I was wondering what would happen if a Lich's phylactery is a piece of salt or sugar and it dissolved in the ocean. Would the ocean become the phylactery or would the Lich die?
Assuming the salt-based phylactory was allowed, then this should count as destroying the phylactory, and the lich would not be able to reform its body when it was killed.
When you smash something, the parts of it all still exist. Scientifically, when you burn something, the ashes still contain the same atoms of the thing. If a dissolved phylactory counted as still existing, then those scenarios should still count too, and it would be an odd outcome.
Would I even be able to make a piece of salt a phylactery?
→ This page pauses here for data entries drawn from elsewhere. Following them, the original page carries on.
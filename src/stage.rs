// src/stage.rs
//
// Visual provisioning seam.
//
// The engine never renders. It asks a Stage to create, destroy,
// highlight and move bars; the host decides what that means.

use std::collections::BTreeMap;

use crate::bars::BarId;
use crate::event::StageEvent;

/// Where a freshly spawned bar sits.
#[derive(Debug, Clone, Copy, PartialEq)]
pub struct BarTransform {
    /// Horizontal position; equals the bar's slot at spawn time.
    pub x: f32,

    /// Vertical centre (half the height, so bars stand on y = 0).
    pub y: f32,

    /// Bar height, proportional to its value.
    pub height: f32,
}

/// Host-side visual element provider.
pub trait Stage {
    /// Create the visual element for `bar`.
    fn spawn_bar(&mut self, bar: BarId, value: i32, transform: BarTransform);

    /// Destroy the visual element for `bar`.
    fn destroy_bar(&mut self, bar: BarId);

    /// Switch between highlighted and default visual state.
    fn set_highlight(&mut self, bar: BarId, highlighted: bool);

    /// Update the horizontal position of `bar`.
    fn move_bar(&mut self, bar: BarId, x: f32);
}

// ═══════════════════════════════════════════════════════════════════
// HeadlessStage
// ═══════════════════════════════════════════════════════════════════

/// Stage that ignores every request.
///
/// For hosts that read bar state back from the engine instead of
/// reacting to requests.
#[derive(Debug, Default, Clone, Copy)]
pub struct HeadlessStage;

impl Stage for HeadlessStage {
    fn spawn_bar(&mut self, _: BarId, _: i32, _: BarTransform) {}
    fn destroy_bar(&mut self, _: BarId) {}
    fn set_highlight(&mut self, _: BarId, _: bool) {}
    fn move_bar(&mut self, _: BarId, _: f32) {}
}

// ═══════════════════════════════════════════════════════════════════
// RecordingStage
// ═══════════════════════════════════════════════════════════════════

/// Mirror of what a host would display, plus the raw request log.
#[derive(Debug, Default)]
pub struct RecordingStage {
    events: Vec<StageEvent>,
    live: BTreeMap<BarId, LiveBar>,
    spawned: usize,
}

/// Last known state of a bar on a `RecordingStage`.
#[derive(Debug, Clone, Copy, PartialEq)]
pub struct LiveBar {
    pub value: i32,
    pub x: f32,
    pub highlighted: bool,
}

impl RecordingStage {
    pub fn new() -> Self {
        Self::default()
    }

    /// Every request received so far, oldest first.
    pub fn events(&self) -> &[StageEvent] {
        &self.events
    }

    /// Drain the request log. Live bar state is kept.
    pub fn take_events(&mut self) -> Vec<StageEvent> {
        std::mem::take(&mut self.events)
    }

    /// Number of bars spawned and not yet destroyed.
    pub fn live_count(&self) -> usize {
        self.live.len()
    }

    /// Total number of spawn requests ever received.
    pub fn spawned_count(&self) -> usize {
        self.spawned
    }

    pub fn bar(&self, bar: BarId) -> Option<&LiveBar> {
        self.live.get(&bar)
    }

    /// Number of live bars currently highlighted.
    pub fn highlighted_count(&self) -> usize {
        self.live.values().filter(|b| b.highlighted).count()
    }

    /// Live bar values ordered by their on-screen position.
    pub fn values_by_position(&self) -> Vec<i32> {
        let mut bars: Vec<&LiveBar> = self.live.values().collect();
        bars.sort_by(|a, b| a.x.total_cmp(&b.x));
        bars.into_iter().map(|b| b.value).collect()
    }
}

impl Stage for RecordingStage {
    fn spawn_bar(&mut self, bar: BarId, value: i32, transform: BarTransform) {
        self.spawned += 1;
        self.live.insert(
            bar,
            LiveBar {
                value,
                x: transform.x,
                highlighted: false,
            },
        );
        self.events.push(StageEvent::Spawn {
            bar,
            value,
            x: transform.x,
            y: transform.y,
            height: transform.height,
        });
    }

    fn destroy_bar(&mut self, bar: BarId) {
        self.live.remove(&bar);
        self.events.push(StageEvent::Destroy { bar });
    }

    fn set_highlight(&mut self, bar: BarId, highlighted: bool) {
        if let Some(live) = self.live.get_mut(&bar) {
            live.highlighted = highlighted;
        }
        self.events.push(StageEvent::Highlight {
            bar,
            on: highlighted,
        });
    }

    fn move_bar(&mut self, bar: BarId, x: f32) {
        if let Some(live) = self.live.get_mut(&bar) {
            live.x = x;
        }
        self.events.push(StageEvent::Move { bar, x });
    }
}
It would be unusual, but not restricted by RAW. I guess it would be carved rock salt or similar. Here is some rock salt jewellery - it would not take much to add an interior space to that.
Even if I can do it, would it be too game-breaking?
If the goal is to have a character that is near impossible to be permanently killed, it is not that game-breaking at level 17, because there are many ways to come back by that point.
However given that you want to set the character up as a villain at the end and have the other PCs fight them, it seems a little cheap, and in my opinion bends the rules too much to count as fun for anyone involved but you.
You might be able to find some clever way to hide find or move the phylactory that allows the character to come back once or twice extra before being destroyed permanently. Look through some spell options, or talk to your DM about this. The goal should ideally be to make the betrayal fun and epic for you all . . . no need to look for rule bending ideas when you have the DM on side with the idea. Maybe get some powerful minions assigned etc.